The news follows rumours of an acquisition that were circulating earlier this month.
First reported in The Information, which cited ‘people with knowledge of the deal’, the billion-dollar deal may sound significant. But it does mark a dip from Zoox’s previous valuation of US$3.2 billion ($4.3 billion), reached in 2018 when it raised $675 million.
The startup also raised $200 million in October last year, although a new valuation wasn’t publicly revealed at the time.
Amazon and Zoox confirmed the reports on Friday in the US — early Saturday morning in Australia.
In a statement, Amazon said Zoox co-founder Jesse Levinson and chief Aicha Evans will continue to lead the startup “as a standalone business”.
Amazon has been experimenting with things like drone delivery and warehouse robots, but the acquisition would mark its first serious step into the world of autonomous vehicles.
According to The Information, it’s not clear whether the tech giant plans on using the vehicles to build a self-driving fleet of delivery vehicles or not.
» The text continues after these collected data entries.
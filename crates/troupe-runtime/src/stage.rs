//! Stage: the actor registry
//!
//! TigerStyle: Single entry point, explicit configuration, clean shutdown.
//!
//! The stage creates actors, guarantees at most one live actor per id and
//! tells monitors about registry changes. Ids are reserved under the registry
//! lock before the behavior is built, so a failing factory leaves the
//! registry exactly as it was.

use crate::actor::Actor;
use crate::agent::{Agent, AgentParams};
use crate::behavior::Behavior;
use crate::message::Message;
use crate::envelope::Headers;
use crate::protocol::StageEvent;
use parking_lot::{Condvar, Mutex};
use std::collections::HashMap;
use std::panic::{catch_unwind, resume_unwind, AssertUnwindSafe};
use std::sync::atomic::{AtomicBool, Ordering};
use std::sync::Arc;
use troupe_core::constants::ACTOR_ID_GENERATION_ATTEMPTS_MAX;
use troupe_core::{
    metrics, ActorId, Error, Executor, IoContext, Result, TokioExecutor, TroupeConfig,
};
use tracing::{debug, info};

// =============================================================================
// Actor spec
// =============================================================================

/// How to create an actor
#[derive(Debug, Clone, Default)]
pub struct ActorSpec {
    /// Requested id; a random one is generated when unset
    pub id: Option<ActorId>,
    /// Mailbox quota; the configured default when unset
    pub quota: Option<usize>,
}

impl ActorSpec {
    /// Anonymous actor with default quota
    pub fn new() -> Self {
        Self::default()
    }

    /// Actor with a validated id
    pub fn named(id: impl Into<String>) -> Result<Self> {
        Ok(Self::new().with_id(ActorId::new(id)?))
    }

    /// Set the id
    pub fn with_id(mut self, id: ActorId) -> Self {
        self.id = Some(id);
        self
    }

    /// Set the quota
    pub fn with_quota(mut self, quota: usize) -> Self {
        self.quota = Some(quota);
        self
    }
}

// =============================================================================
// Builder
// =============================================================================

/// Builder for a [`Stage`]
#[derive(Default)]
pub struct StageBuilder {
    executor: Option<Arc<dyn Executor>>,
    io: Option<IoContext>,
    config: TroupeConfig,
}

impl StageBuilder {
    /// Create a new builder
    pub fn new() -> Self {
        Self::default()
    }

    /// Set the executor; defaults to the current tokio runtime
    pub fn with_executor(mut self, executor: Arc<dyn Executor>) -> Self {
        self.executor = Some(executor);
        self
    }

    /// Set clock and randomness providers
    pub fn with_io(mut self, io: IoContext) -> Self {
        self.io = Some(io);
        self
    }

    /// Set the configuration
    pub fn with_config(mut self, config: TroupeConfig) -> Self {
        self.config = config;
        self
    }

    /// Build the stage
    ///
    /// # Errors
    /// Invalid configuration, or no executor given outside a tokio runtime.
    pub fn build(self) -> Result<Stage> {
        self.config.validate()?;
        let executor: Arc<dyn Executor> = match self.executor {
            Some(executor) => executor,
            None => Arc::new(TokioExecutor::current()?),
        };

        info!(
            actors_count_max = self.config.stage.actors_count_max,
            quota_default = self.config.actor.quota_default,
            "Stage created"
        );

        Ok(Stage {
            inner: Arc::new(StageInner {
                executor,
                io: self.io.unwrap_or_default(),
                config: self.config,
                registry: Mutex::new(HashMap::new()),
                ready: Condvar::new(),
                monitors: Mutex::new(Notifier::Silent),
                shut_down: AtomicBool::new(false),
            }),
        })
    }
}

// =============================================================================
// Stage
// =============================================================================

enum Entry {
    /// Id taken, behavior still being built
    Reserved,
    Ready(Actor),
}

enum Notifier {
    Silent,
    Active(Vec<Actor>),
}

pub(crate) struct StageInner {
    executor: Arc<dyn Executor>,
    io: IoContext,
    config: TroupeConfig,
    registry: Mutex<HashMap<ActorId, Entry>>,
    ready: Condvar,
    monitors: Mutex<Notifier>,
    /// Set once shutdown begins; no actor is created after that
    shut_down: AtomicBool,
}

/// Registry that creates and finds actors
///
/// Cloning yields another handle to the same stage.
#[derive(Clone)]
pub struct Stage {
    inner: Arc<StageInner>,
}

impl std::fmt::Debug for Stage {
    fn fmt(&self, f: &mut std::fmt::Formatter<'_>) -> std::fmt::Result {
        f.debug_struct("Stage").field("actors", &self.len()).finish()
    }
}

impl Stage {
    /// Builder with defaults
    pub fn builder() -> StageBuilder {
        StageBuilder::new()
    }

    pub(crate) fn from_inner(inner: Arc<StageInner>) -> Self {
        Self { inner }
    }

    /// Create an actor
    ///
    /// # Errors
    /// - `DuplicateId` if the requested id is taken
    /// - `StageFull` at capacity
    /// - `StageShutDown` once `shutdown` has been called
    /// - `InvalidConfiguration` for a quota outside `1..=quota_max`
    /// - whatever `factory` returns; the id is released in that case
    pub fn create_actor<B, F>(&self, spec: ActorSpec, factory: F) -> Result<Actor>
    where
        B: Behavior,
        F: FnOnce(&ActorId) -> Result<B>,
    {
        let quota = self.inner.resolve_quota(spec.quota)?;
        let id = self.inner.reserve(spec.id)?;
        self.inner.build(id, quota, factory)
    }

    /// Create an anonymous actor from a ready behavior
    pub fn spawn<B: Behavior>(&self, behavior: B) -> Result<Actor> {
        self.create_actor(ActorSpec::new(), move |_| Ok(behavior))
    }

    /// Return the actor registered under the spec's id, creating it if absent
    ///
    /// Concurrent callers for the same id get the same actor. Callers that
    /// lose the race wait for the winner; if the winner's factory fails, one
    /// of them builds instead. Without an id this is `create_actor`.
    pub fn get_or_create<B, F>(&self, spec: ActorSpec, factory: F) -> Result<Actor>
    where
        B: Behavior,
        F: FnOnce(&ActorId) -> Result<B>,
    {
        let Some(id) = spec.id.clone() else {
            return self.create_actor(spec, factory);
        };
        let quota = self.inner.resolve_quota(spec.quota)?;

        {
            let mut registry = self.inner.registry.lock();
            loop {
                match registry.get(&id) {
                    Some(Entry::Ready(actor)) => return Ok(actor.clone()),
                    Some(Entry::Reserved) => self.inner.ready.wait(&mut registry),
                    None => {
                        self.inner.check_capacity(registry.len())?;
                        registry.insert(id.clone(), Entry::Reserved);
                        break;
                    }
                }
            }
        }

        self.inner.build(id, quota, factory)
    }

    /// Actor registered under `id`
    pub fn get(&self, id: &ActorId) -> Option<Actor> {
        match self.inner.registry.lock().get(id) {
            Some(Entry::Ready(actor)) => Some(actor.clone()),
            _ => None,
        }
    }

    /// Every registered actor, in no particular order
    pub fn get_all(&self) -> Vec<Actor> {
        self.inner
            .registry
            .lock()
            .values()
            .filter_map(|entry| match entry {
                Entry::Ready(actor) => Some(actor.clone()),
                Entry::Reserved => None,
            })
            .collect()
    }

    /// Registered actors matching `predicate`
    ///
    /// The predicate runs outside the registry lock; a panic propagates.
    pub fn find_all<P>(&self, predicate: P) -> Vec<Actor>
    where
        P: Fn(&Actor) -> bool,
    {
        self.get_all().into_iter().filter(|a| predicate(a)).collect()
    }

    /// Some registered actor matching `predicate`
    pub fn find_any<P>(&self, predicate: P) -> Option<Actor>
    where
        P: Fn(&Actor) -> bool,
    {
        self.get_all().into_iter().find(|a| predicate(a))
    }

    /// Number of registered ids, including ones still being built
    pub fn len(&self) -> usize {
        self.inner.registry.lock().len()
    }

    /// Whether the stage has no actors
    pub fn is_empty(&self) -> bool {
        self.len() == 0
    }

    /// Deliver `StageEvent`s to `monitor`
    pub fn add_monitor(&self, monitor: &Actor) {
        let mut monitors = self.inner.monitors.lock();
        match &mut *monitors {
            Notifier::Silent => *monitors = Notifier::Active(vec![monitor.clone()]),
            Notifier::Active(list) => {
                if !list.contains(monitor) {
                    list.push(monitor.clone());
                }
            }
        }
    }

    /// Stop delivering `StageEvent`s to `monitor`
    pub fn remove_monitor(&self, monitor: &Actor) {
        let mut monitors = self.inner.monitors.lock();
        if let Notifier::Active(list) = &mut *monitors {
            list.retain(|m| m != monitor);
            if list.is_empty() {
                *monitors = Notifier::Silent;
            }
        }
    }

    /// Clock and randomness providers
    pub fn io(&self) -> &IoContext {
        &self.inner.io
    }

    /// Configuration the stage was built with
    pub fn config(&self) -> &TroupeConfig {
        &self.inner.config
    }

    /// Refuse new actors, dismiss every actor, wait for them to stop, then stop the executor
    pub async fn shutdown(&self) {
        self.inner.shut_down.store(true, Ordering::SeqCst);
        let actors = self.get_all();
        info!(actors = actors.len(), "Stage shutting down");
        for actor in &actors {
            actor.dismiss();
        }
        for actor in &actors {
            actor.wait_stopped().await;
        }
        self.inner.executor.shutdown();
        info!("Stage shut down");
    }
}

impl StageInner {
    fn resolve_quota(&self, requested: Option<usize>) -> Result<usize> {
        let quota = requested.unwrap_or(self.config.actor.quota_default);
        if quota == 0 || quota > self.config.actor.quota_max {
            return Err(Error::InvalidConfiguration {
                field: "quota".into(),
                reason: format!("{} outside 1..={}", quota, self.config.actor.quota_max),
            });
        }
        Ok(quota)
    }

    fn check_capacity(&self, count: usize) -> Result<()> {
        if self.shut_down.load(Ordering::SeqCst) {
            return Err(Error::StageShutDown);
        }
        let limit = self.config.stage.actors_count_max;
        if count >= limit {
            return Err(Error::StageFull { count, limit });
        }
        Ok(())
    }

    fn reserve(&self, requested: Option<ActorId>) -> Result<ActorId> {
        let mut registry = self.registry.lock();
        self.check_capacity(registry.len())?;

        if let Some(id) = requested {
            if registry.contains_key(&id) {
                return Err(Error::duplicate_id(id.as_str()));
            }
            registry.insert(id.clone(), Entry::Reserved);
            return Ok(id);
        }

        for _ in 0..ACTOR_ID_GENERATION_ATTEMPTS_MAX {
            let id = ActorId::new_unchecked(self.io.gen_uuid());
            if !registry.contains_key(&id) {
                registry.insert(id.clone(), Entry::Reserved);
                return Ok(id);
            }
        }
        Err(Error::internal(format!(
            "no unused actor id after {} attempts",
            ACTOR_ID_GENERATION_ATTEMPTS_MAX
        )))
    }

    fn release(&self, id: &ActorId) {
        let mut registry = self.registry.lock();
        if matches!(registry.get(id), Some(Entry::Reserved)) {
            registry.remove(id);
        }
        self.ready.notify_all();
    }

    /// Build the behavior for a reserved id and publish the actor
    fn build<B, F>(self: &Arc<Self>, id: ActorId, quota: usize, factory: F) -> Result<Actor>
    where
        B: Behavior,
        F: FnOnce(&ActorId) -> Result<B>,
    {
        let behavior = match catch_unwind(AssertUnwindSafe(|| factory(&id))) {
            Ok(Ok(behavior)) => behavior,
            Ok(Err(e)) => {
                debug!(actor_id = %id, error = %e, "Factory failed, releasing id");
                self.release(&id);
                return Err(e);
            }
            Err(panic) => {
                self.release(&id);
                resume_unwind(panic);
            }
        };

        let agent = Agent::new(
            AgentParams {
                id: id.clone(),
                stage: Arc::downgrade(self),
                executor: self.executor.clone(),
                io: self.io.clone(),
                quota,
                suspended_buffer_max: self.config.actor.suspended_buffer_max,
            },
            Box::new(behavior),
        );
        let actor = agent.actor();

        {
            let mut registry = self.registry.lock();
            registry.insert(id.clone(), Entry::Ready(actor.clone()));
            self.ready.notify_all();
        }

        metrics::record_actor_created();
        debug!(actor_id = %id, quota, "Actor created");
        self.notify(StageEvent::Created(actor.clone()));
        Ok(actor)
    }

    /// Drop a stopped actor from the registry
    pub(crate) fn remove(&self, actor: &Actor) {
        let removed = {
            let mut registry = self.registry.lock();
            match registry.get(actor.id()) {
                Some(Entry::Ready(registered)) if registered == actor => {
                    registry.remove(actor.id());
                    true
                }
                _ => false,
            }
        };
        if removed {
            debug!(actor_id = %actor.id(), "Actor removed from stage");
            self.notify(StageEvent::Removed(actor.clone()));
        }
    }

    fn notify(&self, event: StageEvent) {
        let monitors = match &*self.monitors.lock() {
            Notifier::Silent => return,
            Notifier::Active(list) => list.clone(),
        };
        for monitor in monitors {
            monitor
                .agent
                .deliver_system(Message::new(event.clone()), None, Headers::new());
        }
    }
}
The acquisition follows reports that Zoox had been struggling to secure fresh funding in the volatile COVID-19 environment. It reportedly had to lay off 100 staff — about 10% of its workforce — and cut 120 contractors.
In the statement, Levinson said the acquisition will “markedly accelerate our path to delivering safe, clean, and enjoyable transportation to the world”.
Zoox was founded back in 2014 by Australian Tim Kentley-Klay and American Levinson, and operated in relative stealth mode until its massive Series B round in 2018.
This may not be the exit anyone had planned for — in fact, the reported $1 billion sale price is almost equal to the total capital the startup has raised — but the sale is still expected to provide a payout for Aussie investors.
The Series B round was led by Atlassian co-founder Mike Cannon-Brookes, who committed $100 million to the business. That was five times the amount of any previous investments he had made.
According to a report in the Australian Financial Review this weekend, Cannon-Brookes may recoup his investment, thanks to a ratchet provision designed to prevent the dilution of his stake in the business in the case of a share sale at a lower valuation.
Venture capital fund Blackbird also took part in the Series B round.
At the time, Cannon-Brookes joined the board of the startup, and on Twitter called Zoox “the most ambitious company I’ve ever met”.
However, it wasn’t long before the path became rocky. In August 2018, less than a month after the Series B round closed, Kentley-Klay was ousted from the business.
“This morning — without a warning, cause or right of reply — the board fired me,” he said in a tweet.
“Today was Silicon Valley up to its worst tricks,” he added.
The following January, Zoox appointed former Intel executive Aicha Evans as its new chief.
“This acquisition solidifies Zoox’s impact on the autonomous driving industry,” Evans said in a statement.
“We have made great strides with our purpose-built approach to safe, autonomous mobility,” she added.
“We now have an even greater opportunity to realise a fully autonomous future.”
Kentley-Klay also tweeted his support for the deal, saying “Zoox’s days are to be measured in decades” and welcoming Amazon chief Jeff Bezoz “to the party and ride of your life”.
— Tim Kentley Klay (@TimKentleyKlay) June 26, 2020
But, not everyone was quite so enthusiastic. Elon Musk, the ever-opinionated chief of rival self-driving car giant Tesla snarkily tweeted to call Bezos a ‘copy cat’, complete with a kitty in emoji form.
— Elon Musk (@elonmusk) June 26, 2020
This article was updated on Monday, June 29, 2020, to include more up-to-date information.